Czwartek
17.11.2005
nr 109 (0109 )
ISSN 1734-6827
Felieton
Zbiorówka jak co roku. autor: Alej.....
Już trzech kolegów napisało do mnie w tej sprawie opowiadając historię, która krąży w okolicy. Wszyscy oni utrzymują, że jest ona zmyślona, ale ja mogę się założyć, że jest odwrotnie, czyli, że jest ona prawdziwa jak samo życie. Pewnie bym o tym w ogóle nie pisał, ale byłby to przejaw zbytniej powściągliwości, której raz już – choć zupełnie w innej sprawie - się dopuściłem ... Historia, choć już nie tak świeża, jest na tyle banalna, że przepisuję ją bezczelnie niemal bez żadnych własnych komentarzy.

W połowie grudnia 1998 r. (są na to jeszcze protokoły) zarząd pewnego beskidzkiego koła łowieckiego zorganizował tradycyjne polowanie zbiorowe .... Dla członków zarządu, komisji rewizyjnej, zaproszonych (z okręgu a jakże) kilku dosłownie gości. Jak to zwykle, co roku, w kole tym bywa.

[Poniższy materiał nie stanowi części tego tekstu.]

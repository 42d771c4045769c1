//! Synthesis engine configuration types
//!
//! Pure data with no synthesis logic, so the audio-free core and the cpal
//! engine share one definition. Supplied once at engine construction and
//! read-only afterwards.

/// ADSR envelope parameters in milliseconds
///
/// - `attack_ms`: time to ramp from near-zero to the note's velocity
/// - `decay_ms`: time to fall from the peak to `velocity * sustain_level`
/// - `sustain_level`: level to hold while the note is held (0.0-1.0, NOT time)
/// - `release_ms`: time to fall from the current level to silence
/// - `min_note_ms`: shortest audible duration; earlier releases are deferred
#[derive(Clone, Copy, Debug, PartialEq)]
#[cfg_attr(feature = "serde", derive(serde::Serialize, serde::Deserialize))]
pub struct AdsrParams {
    pub attack_ms: f32,
    pub decay_ms: f32,
    pub sustain_level: f32,
    pub release_ms: f32,
    pub min_note_ms: f32,
}

impl AdsrParams {
    /// Create custom ADSR parameters
    pub fn new(attack_ms: f32, decay_ms: f32, sustain_level: f32, release_ms: f32) -> Self {
        Self {
            attack_ms: attack_ms.max(1.0), // Minimum 1ms to avoid clicks
            decay_ms: decay_ms.max(0.0),
            sustain_level: sustain_level.clamp(0.0, 1.0),
            release_ms: release_ms.max(1.0), // Minimum 1ms to avoid clicks
            min_note_ms: 50.0,
        }
    }

    /// Percussive keyboard envelope: fast attack, settling sustain
    pub fn keyboard() -> Self {
        Self::new(10.0, 100.0, 0.7, 200.0)
    }
}

impl Default for AdsrParams {
    fn default() -> Self {
        Self::keyboard()
    }
}

/// Which synthesis strategy the engine should use
#[derive(Clone, Copy, Debug, Default, PartialEq, Eq)]
#[cfg_attr(feature = "serde", derive(serde::Serialize, serde::Deserialize))]
pub enum BackendPreference {
    /// Probe at startup: sampled when a bank can be rendered, else harmonic
    #[default]
    Auto,
    /// Additive fundamental + decaying harmonics
    Harmonic,
    /// Pre-rendered base samples pitched by playback rate
    Sampled,
}

/// Construction-time configuration for the synthesis engine
#[derive(Clone, Copy, Debug, PartialEq)]
#[cfg_attr(feature = "serde", derive(serde::Serialize, serde::Deserialize))]
pub struct EngineConfig {
    /// Number of voices that may sound simultaneously
    pub max_polyphony: usize,
    pub adsr: AdsrParams,
    /// Preferred sample rate; the device's native rate wins if they differ
    pub sample_rate: f32,
    #[cfg_attr(feature = "serde", serde(default))]
    pub backend: BackendPreference,
}

impl Default for EngineConfig {
    fn default() -> Self {
        Self {
            max_polyphony: 10,
            adsr: AdsrParams::default(),
            sample_rate: 44_100.0,
            backend: BackendPreference::Auto,
        }
    }
}

#[cfg(test)]
mod tests {
    use super::*;

    #[test]
    fn test_adsr_params_clamping() {
        let params = AdsrParams::new(0.0, -1.0, 1.5, 0.0);
        assert!(params.attack_ms >= 1.0);
        assert!(params.decay_ms >= 0.0);
        assert!(params.sustain_level <= 1.0);
        assert!(params.release_ms >= 1.0);
    }

    #[test]
    fn test_default_config() {
        let config = EngineConfig::default();
        assert_eq!(config.max_polyphony, 10);
        assert_eq!(config.backend, BackendPreference::Auto);
        assert_eq!(config.adsr.min_note_ms, 50.0);
    }
}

Po usłyszeniu pierwszego strzału nikt z polujacych niczego się jeszcze nie spodziewał. Pewnie do lisa - bo kto by grube strzelał za Mereszką? Teren niedostępny, trudny - góra jak diabli, do drogi daleko, a ciągnąć nigdy nie miał kto. O tym wiedzieli nawet goście, ale jeden widocznie nie wiedział. Nietęgie miny myśliwych schodzących się po linii do leżącego, wypatroszonego już przez Józka, grubego odyńca, co to go pomimo oporu pieski na linię wypchnęły, tylko jemu nic jeszcze nic mówiły ... Drugi miot dla zniechęconych huczkowym odyńcem myśliwych był tylko zbędną formalnością i cicho przeszedł do „historii polowań” – dziś pewnie nikt już go nie pamięta.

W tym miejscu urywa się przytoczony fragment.